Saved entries
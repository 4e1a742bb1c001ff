//! Surface queries and distances between successive query points.

use crate::engine::{DisplayEngine, QueryHit};
use glam::DVec3;

/// Straight-line distances from the previous query point.
#[derive(Debug, Clone, Copy, PartialEq)]
pub struct Deltas {
    pub xy: f64,
    pub xyz: f64,
}

/// Append-only log of queried points; cleared only by a reset.
#[derive(Debug, Clone, Default)]
pub struct QueryLog {
    points: Vec<DVec3>,
}

impl QueryLog {
    pub fn new() -> Self {
        Self::default()
    }

    /// Records a point and returns the distances from the one before it.
    pub fn push(&mut self, point: DVec3) -> Option<Deltas> {
        let prev = self.points.last().copied();
        self.points.push(point);

        prev.map(|prev| Deltas {
            xy: prev.truncate().distance(point.truncate()),
            xyz: prev.distance(point),
        })
    }

    pub fn points(&self) -> &[DVec3] {
        &self.points
    }

    pub fn clear(&mut self) {
        self.points.clear();
    }
}

/// Full report of one surface query.
#[derive(Debug, Clone, PartialEq)]
pub struct QueryReport {
    pub hit: QueryHit,
    pub deltas: Option<Deltas>,
    /// Distance along the surface without and with z-exaggeration.
    pub along_surface: Option<(f64, f64)>,
}

impl QueryReport {
    /// Report lines in `label: value` form, labels padded to 30 columns.
    pub fn lines(&self) -> Vec<String> {
        let h = &self.hit;
        let mut out = vec![
            format!("{:<30}: {:.3}", "Easting", h.x),
            format!("{:<30}: {:.3}", "Northing", h.y),
            format!("{:<30}: {:.3}", "Elevation", h.z),
            format!("{:<30}: {}", "Surface map elevation", h.elevation),
            format!("{:<30}: {}", "Surface map color", h.color),
        ];
        if let Some(d) = self.deltas {
            out.push(format!("{:<30}: {:.3}", "XY distance from previous", d.xy));
            out.push(format!("{:<30}: {:.3}", "XYZ distance from previous", d.xyz));
        }
        if let Some((flat, exag)) = self.along_surface {
            out.push(format!("{:<30}: {:.3}", "Distance along surface", flat));
            out.push(format!("{:<30}: {:.3}", "Distance along exag. surface", exag));
        }
        out
    }
}

/// Queries the surface under a screen position and logs the result.
pub fn query_surface<E: DisplayEngine>(
    engine: &mut E,
    log: &mut QueryLog,
    x: i32,
    y: i32,
) -> Option<QueryReport> {
    let Some(hit) = engine.query_map(x, y) else {
        tracing::info!(x, y, "no point on surface");
        return None;
    };

    let point = DVec3::new(hit.x, hit.y, hit.z);
    let prev = log.points().last().copied();
    let deltas = log.push(point);

    let along_surface = prev.map(|prev| {
        let (from, to) = ([point.x, point.y], [prev.x, prev.y]);
        (
            engine.distance_along_surface(hit.id, from, to, false),
            engine.distance_along_surface(hit.id, from, to, true),
        )
    });

    let report = QueryReport { hit, deltas, along_surface };
    for line in report.lines() {
        tracing::info!("{line}");
    }
    Some(report)
}

#[cfg(test)]
mod tests {
    use super::*;
    use crate::engine::RecordingEngine;

    fn hit(x: f64, y: f64, z: f64) -> QueryHit {
        QueryHit {
            x,
            y,
            z,
            elevation: format!("{z}"),
            color: "0:0:0".into(),
            id: 1,
        }
    }

    #[test]
    fn test_successive_distances() {
        let mut log = QueryLog::new();
        assert_eq!(log.push(DVec3::ZERO), None);
        let d = log.push(DVec3::new(3.0, 4.0, 0.0)).unwrap();
        assert_eq!(d, Deltas { xy: 5.0, xyz: 5.0 });

        let d = log.push(DVec3::new(3.0, 4.0, 12.0)).unwrap();
        assert_eq!(d.xy, 0.0);
        assert_eq!(d.xyz, 12.0);
    }

    #[test]
    fn test_query_surface_reports_surface_distances() {
        let mut engine = RecordingEngine::new()
            .with_query_hit(hit(0.0, 0.0, 0.0))
            .with_query_hit(hit(3.0, 4.0, 0.0));
        engine.set_z_exag(2.0);
        let mut log = QueryLog::new();

        let first = query_surface(&mut engine, &mut log, 10, 10).unwrap();
        assert_eq!(first.along_surface, None);

        let second = query_surface(&mut engine, &mut log, 20, 20).unwrap();
        assert_eq!(second.along_surface, Some((5.0, 10.0)));
        let lines = second.lines();
        assert_eq!(lines[5], format!("{:<30}: 5.000", "XY distance from previous"));
        assert_eq!(lines.len(), 9);

        assert!(query_surface(&mut engine, &mut log, 0, 0).is_none());
        assert_eq!(log.points().len(), 2);
    }
}
//! A dry-run display engine.
//!
//! [`RecordingEngine`] hands out sequential object ids, keeps track of which
//! ids are live, and journals every call it receives. It renders nothing. The
//! CLI uses it to derive batch commands without a GPU, and tests use the
//! journal to check exactly which calls the canvas issued.

use super::{
    DisplayEngine, FenceColor, LightParams, ObjectId, QueryHit, SurfaceAttr, ViewDefaults,
};
use crate::color::Rgb;
use std::collections::{HashSet, VecDeque};
use std::path::Path;

#[derive(Debug)]
pub struct RecordingEngine {
    next_id: ObjectId,
    live: HashSet<ObjectId>,
    calls: Vec<String>,

    failing_loads: HashSet<String>,
    failing_unloads: HashSet<ObjectId>,
    line_status: i32,
    point_status: i32,

    cplanes: usize,
    defaults: ViewDefaults,
    center: [f64; 3],
    focus: [f64; 3],
    z_exag: f64,
    hits: VecDeque<QueryHit>,
}

impl Default for RecordingEngine {
    fn default() -> Self {
        Self::new()
    }
}

impl RecordingEngine {
    pub fn new() -> Self {
        Self {
            next_id: 1,
            live: HashSet::new(),
            calls: Vec::new(),
            failing_loads: HashSet::new(),
            failing_unloads: HashSet::new(),
            line_status: 1,
            point_status: 1,
            cplanes: 4,
            defaults: ViewDefaults {
                z_exag: 1.0,
                height: 1000.0,
                height_min: 0.0,
                height_max: 5000.0,
            },
            center: [0.0, 0.0, 0.0],
            focus: [0.0, 0.0, 0.0],
            z_exag: 1.0,
            hits: VecDeque::new(),
        }
    }

    // --- Configuration ---

    /// Makes every load of `name` fail with a negative id.
    pub fn with_failing_load(mut self, name: &str) -> Self {
        self.failing_loads.insert(name.to_owned());
        self
    }

    /// Makes unloading `id` report failure (the object stays live).
    pub fn with_failing_unload(mut self, id: ObjectId) -> Self {
        self.failing_unloads.insert(id);
        self
    }

    /// Status code returned by `set_vector_line_mode`.
    pub fn with_line_status(mut self, status: i32) -> Self {
        self.line_status = status;
        self
    }

    /// Status code returned by `set_vector_point_mode`.
    pub fn with_point_status(mut self, status: i32) -> Self {
        self.point_status = status;
        self
    }

    pub fn with_cplanes(mut self, count: usize) -> Self {
        self.cplanes = count;
        self
    }

    pub fn with_view_defaults(mut self, defaults: ViewDefaults) -> Self {
        self.defaults = defaults;
        self
    }

    /// Focus point the engine reports after `look_at_center`.
    pub fn with_center(mut self, center: [f64; 3]) -> Self {
        self.center = center;
        self
    }

    /// Queues a hit returned by the next `query_map`.
    pub fn with_query_hit(mut self, hit: QueryHit) -> Self {
        self.hits.push_back(hit);
        self
    }

    // --- Inspection ---

    pub fn calls(&self) -> &[String] {
        &self.calls
    }

    /// Drains the journal.
    pub fn take_calls(&mut self) -> Vec<String> {
        std::mem::take(&mut self.calls)
    }

    /// Number of journaled calls to the named operation.
    pub fn count(&self, op: &str) -> usize {
        self.calls
            .iter()
            .filter(|c| c.split('(').next() == Some(op))
            .count()
    }

    pub fn is_live(&self, id: ObjectId) -> bool {
        self.live.contains(&id)
    }

    fn record(&mut self, call: String) {
        tracing::debug!(call = %call, "engine call");
        self.calls.push(call);
    }

    fn load(&mut self, op: &str, name: &str) -> ObjectId {
        let id = if self.failing_loads.contains(name) {
            -1
        } else {
            let id = self.next_id;
            self.next_id += 1;
            self.live.insert(id);
            id
        };
        self.record(format!("{op}({name}) -> {id}"));
        id
    }

    fn unload(&mut self, op: String, id: ObjectId) -> bool {
        let ok = !self.failing_unloads.contains(&id) && self.live.remove(&id);
        self.record(format!("{op} -> {ok}"));
        ok
    }
}

impl DisplayEngine for RecordingEngine {
    fn load_surface(&mut self, name: &str) -> ObjectId {
        self.load("load_surface", name)
    }

    fn load_volume(&mut self, name: &str) -> ObjectId {
        self.load("load_volume", name)
    }

    fn load_vector(&mut self, name: &str, points: bool) -> ObjectId {
        let op = if points { "load_vector_points" } else { "load_vector_lines" };
        self.load(op, name)
    }

    fn add_constant(&mut self, value: f64, color: Rgb) -> ObjectId {
        let id = self.next_id;
        self.next_id += 1;
        self.live.insert(id);
        self.record(format!("add_constant({value}, {color}) -> {id}"));
        id
    }

    fn unload_surface(&mut self, id: ObjectId) -> bool {
        self.unload(format!("unload_surface({id})"), id)
    }

    fn unload_volume(&mut self, id: ObjectId) -> bool {
        self.unload(format!("unload_volume({id})"), id)
    }

    fn unload_vector(&mut self, id: ObjectId, points: bool) -> bool {
        self.unload(format!("unload_vector({id}, {points})"), id)
    }

    fn set_surface_attr(&mut self, id: ObjectId, attr: SurfaceAttr, map: bool, value: &str) {
        self.record(format!("set_surface_attr({id}, {attr:?}, {map}, {value})"));
    }

    fn unset_surface_attr(&mut self, id: ObjectId, attr: SurfaceAttr) {
        self.record(format!("unset_surface_attr({id}, {attr:?})"));
    }

    fn set_surface_topo(&mut self, id: ObjectId, map: bool, value: &str) {
        self.record(format!("set_surface_topo({id}, {map}, {value})"));
    }

    fn set_surface_res(&mut self, id: ObjectId, fine: u32, coarse: u32) {
        self.record(format!("set_surface_res({id}, {fine}, {coarse})"));
    }

    fn set_surface_style(&mut self, id: ObjectId, style: i32) {
        self.record(format!("set_surface_style({id}, {style})"));
    }

    fn set_wire_color(&mut self, id: ObjectId, color: Rgb) {
        self.record(format!("set_wire_color({id}, {color})"));
    }

    fn set_surface_position(&mut self, id: ObjectId, x: f64, y: f64, z: f64) {
        self.record(format!("set_surface_position({id}, {x}, {y}, {z})"));
    }

    fn set_isosurface_res(&mut self, id: ObjectId, res: u32) {
        self.record(format!("set_isosurface_res({id}, {res})"));
    }

    fn set_isosurface_attr(
        &mut self,
        id: ObjectId,
        isosurf: usize,
        attr: SurfaceAttr,
        map: bool,
        value: &str,
    ) {
        self.record(format!(
            "set_isosurface_attr({id}, {isosurf}, {attr:?}, {map}, {value})"
        ));
    }

    fn unset_isosurface_attr(&mut self, id: ObjectId, isosurf: usize, attr: SurfaceAttr) {
        self.record(format!("unset_isosurface_attr({id}, {isosurf}, {attr:?})"));
    }

    fn set_vector_line_mode(&mut self, id: ObjectId, color: Rgb, width: u32, flat: bool) -> i32 {
        self.record(format!("set_vector_line_mode({id}, {color}, {width}, {flat})"));
        self.line_status
    }

    fn set_vector_line_height(&mut self, id: ObjectId, height: f64) {
        self.record(format!("set_vector_line_height({id}, {height})"));
    }

    fn set_vector_line_surface(&mut self, id: ObjectId, surface: ObjectId) {
        self.record(format!("set_vector_line_surface({id}, {surface})"));
    }

    fn unset_vector_line_surface(&mut self, id: ObjectId, surface: ObjectId) {
        self.record(format!("unset_vector_line_surface({id}, {surface})"));
    }

    fn set_vector_point_mode(
        &mut self,
        id: ObjectId,
        color: Rgb,
        width: u32,
        size: f64,
        marker: i32,
    ) -> i32 {
        self.record(format!(
            "set_vector_point_mode({id}, {color}, {width}, {size}, {marker})"
        ));
        self.point_status
    }

    fn set_vector_point_height(&mut self, id: ObjectId, height: f64) {
        self.record(format!("set_vector_point_height({id}, {height})"));
    }

    fn set_vector_point_surface(&mut self, id: ObjectId, surface: ObjectId) {
        self.record(format!("set_vector_point_surface({id}, {surface})"));
    }

    fn unset_vector_point_surface(&mut self, id: ObjectId, surface: ObjectId) {
        self.record(format!("unset_vector_point_surface({id}, {surface})"));
    }

    fn init_view(&mut self) {
        self.record("init_view()".into());
    }

    fn resize_window(&mut self, width: u32, height: u32) {
        self.record(format!("resize_window({width}, {height})"));
    }

    fn set_view(&mut self, x: f64, y: f64, height: f64, perspective: f64, twist: f64) {
        self.record(format!("set_view({x}, {y}, {height}, {perspective}, {twist})"));
    }

    fn set_z_exag(&mut self, z_exag: f64) {
        self.z_exag = z_exag;
        self.record(format!("set_z_exag({z_exag})"));
    }

    fn set_focus(&mut self, x: f64, y: f64, z: f64) {
        self.focus = [x, y, z];
        self.record(format!("set_focus({x}, {y}, {z})"));
    }

    fn focus(&self) -> [f64; 3] {
        self.focus
    }

    fn set_view_default(&mut self) -> ViewDefaults {
        self.z_exag = self.defaults.z_exag;
        self.record("set_view_default()".into());
        self.defaults
    }

    fn look_at_center(&mut self) {
        self.focus = self.center;
        self.record("look_at_center()".into());
    }

    fn look_here(&mut self, x: i32, y: i32) {
        self.focus = [f64::from(x), f64::from(y), self.focus[2]];
        self.record(format!("look_here({x}, {y})"));
    }

    fn set_light(&mut self, light: &LightParams) {
        let [x, y, z] = light.position;
        self.record(format!(
            "set_light({x}, {y}, {z}, {}, {}, {})",
            light.color, light.brightness, light.ambient
        ));
    }

    fn draw_lighting_model(&mut self) {
        self.record("draw_lighting_model()".into());
    }

    fn cplane_count(&self) -> usize {
        self.cplanes
    }

    fn select_cplane(&mut self, index: usize) {
        self.record(format!("select_cplane({index})"));
    }

    fn unselect_cplane(&mut self, index: usize) {
        self.record(format!("unselect_cplane({index})"));
    }

    fn set_cplane_rotation(&mut self, index: usize, tilt: f64, rotation: f64) {
        self.record(format!("set_cplane_rotation({index}, {tilt}, {rotation})"));
    }

    fn set_cplane_translation(&mut self, index: usize, x: f64, y: f64, z: f64) {
        self.record(format!("set_cplane_translation({index}, {x}, {y}, {z})"));
    }

    fn set_fence_color(&mut self, color: FenceColor) {
        self.record(format!("set_fence_color({})", color.code()));
    }

    fn draw(&mut self, quick: bool, mask: u32) {
        self.record(format!("draw({quick}, {mask:#x})"));
    }

    fn draw_fringe(&mut self) {
        self.record("draw_fringe()".into());
    }

    fn erase_map(&mut self) {
        self.record("erase_map()".into());
    }

    fn query_map(&mut self, x: i32, y: i32) -> Option<QueryHit> {
        self.record(format!("query_map({x}, {y})"));
        self.hits.pop_front()
    }

    fn distance_along_surface(
        &mut self,
        id: ObjectId,
        from: [f64; 2],
        to: [f64; 2],
        use_exag: bool,
    ) -> f64 {
        self.record(format!("distance_along_surface({id}, {use_exag})"));
        let flat = glam::DVec2::from(from).distance(glam::DVec2::from(to));
        if use_exag {
            flat * self.z_exag
        } else {
            flat
        }
    }

    fn save_to_file(&mut self, path: &Path, width: u32, height: u32) -> bool {
        self.record(format!("save_to_file({}, {width}, {height})", path.display()));
        true
    }
}
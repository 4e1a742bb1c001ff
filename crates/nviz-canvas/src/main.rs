mod config;
mod description;

use crate::config::Config;
use crate::description::SceneDescription;
use anyhow::Context;
use clap::Parser;
use nviz_canvas::engine::RecordingEngine;
use nviz_canvas::settings::Settings;
use nviz_canvas::startup::start_engine;
use nviz_canvas::Scene;
use std::time::Duration;
use tracing_subscriber::{fmt, EnvFilter};

#[tokio::main]
async fn main() -> anyhow::Result<()> {
    let config = Config::parse();

    // Logs go to stderr; stdout carries the batch command.
    let filter = EnvFilter::try_from_default_env().unwrap_or_else(|_| EnvFilter::new("info"));
    let subscriber = fmt().with_env_filter(filter).with_writer(std::io::stderr);
    if config.json_logs {
        subscriber.json().init();
    } else {
        subscriber.init();
    }
    tracing::info!(config = ?config, "Loaded configuration");

    let settings = match &config.settings {
        Some(path) => Settings::from_json_file(path)
            .with_context(|| format!("Failed to load settings from {}", path.display()))?,
        None => Settings::default(),
    };
    let description = SceneDescription::from_json_file(&config.scene)?;

    let engine = start_engine(
        || Ok(RecordingEngine::new()),
        Duration::from_millis(config.startup_timeout_ms),
    )
    .await
    .context("Display engine did not start")?;

    let mut scene = Scene::new(
        engine,
        settings,
        description.vector_info.clone(),
        (config.width, config.height),
    );
    // Loading resets the view; the description's overrides go on top.
    let report = scene.sync(&description.tree);
    for e in &report.errors {
        tracing::warn!(error = %e, "Layer not synchronized");
    }
    description.apply(&mut scene)?;
    scene.redraw();

    let cmd = scene.command_string().context("Failed to build batch command")?;
    println!("{}", cmd.trim_end());

    if let Some(path) = &config.image {
        scene.save_to_file(path)?;
    }

    if config.journal {
        for call in scene.engine().calls() {
            eprintln!("{call}");
        }
    }

    tracing::info!(
        layers = scene.registry().entries().len(),
        constants = scene.registry().constants().len(),
        "Scene exported"
    );
    Ok(())
}
//! User preferences for the 3D canvas.
//!
//! Every section has built-in defaults, so a preferences file only needs the
//! keys it overrides.

use crate::color::Rgb;
use crate::engine::FenceColor;
use crate::error::Result;
use crate::properties::{DrawDesc, DrawResolution, DrawStyle, MapAttr, Marker, Resolution, Shading};
use serde::{Deserialize, Serialize};
use std::path::Path;

#[derive(Debug, Clone, Default, Serialize, Deserialize)]
#[serde(default)]
pub struct Settings {
    pub view: ViewSettings,
    pub light: LightSettings,
    pub cplane: CPlaneSettings,
    pub surface: SurfaceDefaults,
    pub volume: VolumeDefaults,
    pub vector: VectorDefaults,
    pub constant: ConstantDefaults,
}

impl Settings {
    /// Loads preferences from a JSON file.
    pub fn from_json_file(path: &Path) -> Result<Self> {
        let text = std::fs::read_to_string(path)?;
        Ok(serde_json::from_str(&text)?)
    }
}

/// Base camera values restored by a view reset.
#[derive(Debug, Clone, Serialize, Deserialize)]
#[serde(default)]
pub struct ViewSettings {
    /// Eye position as fractions of the region extent.
    pub position: [f64; 2],
    pub perspective: f64,
    /// Perspective change per mouse-wheel notch.
    pub perspective_step: f64,
    pub twist: f64,
    pub background: Rgb,
}

impl Default for ViewSettings {
    fn default() -> Self {
        Self {
            position: [0.84, 0.16],
            perspective: 40.0,
            perspective_step: 5.0,
            twist: 0.0,
            background: Rgb::WHITE,
        }
    }
}

/// Light in UI units: z, brightness and ambient on a 0-100 scale.
#[derive(Debug, Clone, Serialize, Deserialize)]
#[serde(default)]
pub struct LightSettings {
    pub position: [f64; 3],
    pub color: Rgb,
    pub brightness: f64,
    pub ambient: f64,
}

impl Default for LightSettings {
    fn default() -> Self {
        Self {
            position: [0.68, -0.68, 80.0],
            color: Rgb::WHITE,
            brightness: 80.0,
            ambient: 20.0,
        }
    }
}

#[derive(Debug, Clone, Default, Serialize, Deserialize)]
#[serde(default)]
pub struct CPlaneSettings {
    pub tilt: f64,
    pub rotation: f64,
    pub position: [f64; 3],
    pub shading: FenceColor,
}

#[derive(Debug, Clone, Serialize, Deserialize)]
#[serde(default)]
pub struct SurfaceDefaults {
    pub shininess: MapAttr,
    pub draw: DrawDesc,
    pub resolution: Resolution,
    pub wire_color: Rgb,
    pub position: [f64; 3],
}

impl Default for SurfaceDefaults {
    fn default() -> Self {
        Self {
            shininess: MapAttr::constant("60.0"),
            draw: DrawDesc {
                mode: DrawResolution::Fine,
                style: DrawStyle::Surface,
                shading: Shading::Gouraud,
            },
            resolution: Resolution { fine: 6, coarse: 9 },
            wire_color: Rgb(136, 136, 136),
            position: [0.0, 0.0, 0.0],
        }
    }
}

#[derive(Debug, Clone, Serialize, Deserialize)]
#[serde(default)]
pub struct VolumeDefaults {
    pub resolution: u32,
    pub shading: Shading,
}

impl Default for VolumeDefaults {
    fn default() -> Self {
        Self { resolution: 3, shading: Shading::Gouraud }
    }
}

#[derive(Debug, Clone, Serialize, Deserialize)]
#[serde(default)]
pub struct LineDefaults {
    pub color: Rgb,
    pub width: u32,
    pub flat: bool,
    pub height: f64,
}

impl Default for LineDefaults {
    fn default() -> Self {
        Self { color: Rgb(0, 0, 255), width: 2, flat: false, height: 0.0 }
    }
}

#[derive(Debug, Clone, Serialize, Deserialize)]
#[serde(default)]
pub struct PointDefaults {
    pub color: Rgb,
    pub width: u32,
    pub size: f64,
    pub marker: Marker,
    pub height: f64,
}

impl Default for PointDefaults {
    fn default() -> Self {
        Self {
            color: Rgb(0, 0, 255),
            width: 2,
            size: 100.0,
            marker: Marker::Sphere,
            height: 0.0,
        }
    }
}

#[derive(Debug, Clone, Default, Serialize, Deserialize)]
#[serde(default)]
pub struct VectorDefaults {
    pub lines: LineDefaults,
    pub points: PointDefaults,
}

#[derive(Debug, Clone, Serialize, Deserialize)]
#[serde(default)]
pub struct ConstantDefaults {
    pub value: f64,
    pub color: Rgb,
    pub resolution: u32,
}

impl Default for ConstantDefaults {
    fn default() -> Self {
        Self { value: 0.0, color: Rgb::BLACK, resolution: 6 }
    }
}

#[cfg(test)]
mod tests {
    use super::*;

    #[test]
    fn test_partial_file_keeps_defaults() {
        let json = r#"{"view":{"perspective":25},"light":{"ambient":35}}"#;
        let settings: Settings = serde_json::from_str(json).unwrap();
        assert_eq!(settings.view.perspective, 25.0);
        assert_eq!(settings.view.perspective_step, 5.0);
        assert_eq!(settings.light.ambient, 35.0);
        assert_eq!(settings.light.brightness, 80.0);
        assert_eq!(settings.surface.resolution, Resolution { fine: 6, coarse: 9 });
    }
}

*Problem to solve*.
Filter the data for the string "DisplayEngine" and copy every line that has it.

*Answer section*.
use crate::engine::{DisplayEngine, QueryHit};
pub fn query_surface<E: DisplayEngine>(
    DisplayEngine, FenceColor, LightParams, ObjectId, QueryHit, SurfaceAttr, ViewDefaults,
impl DisplayEngine for RecordingEngine {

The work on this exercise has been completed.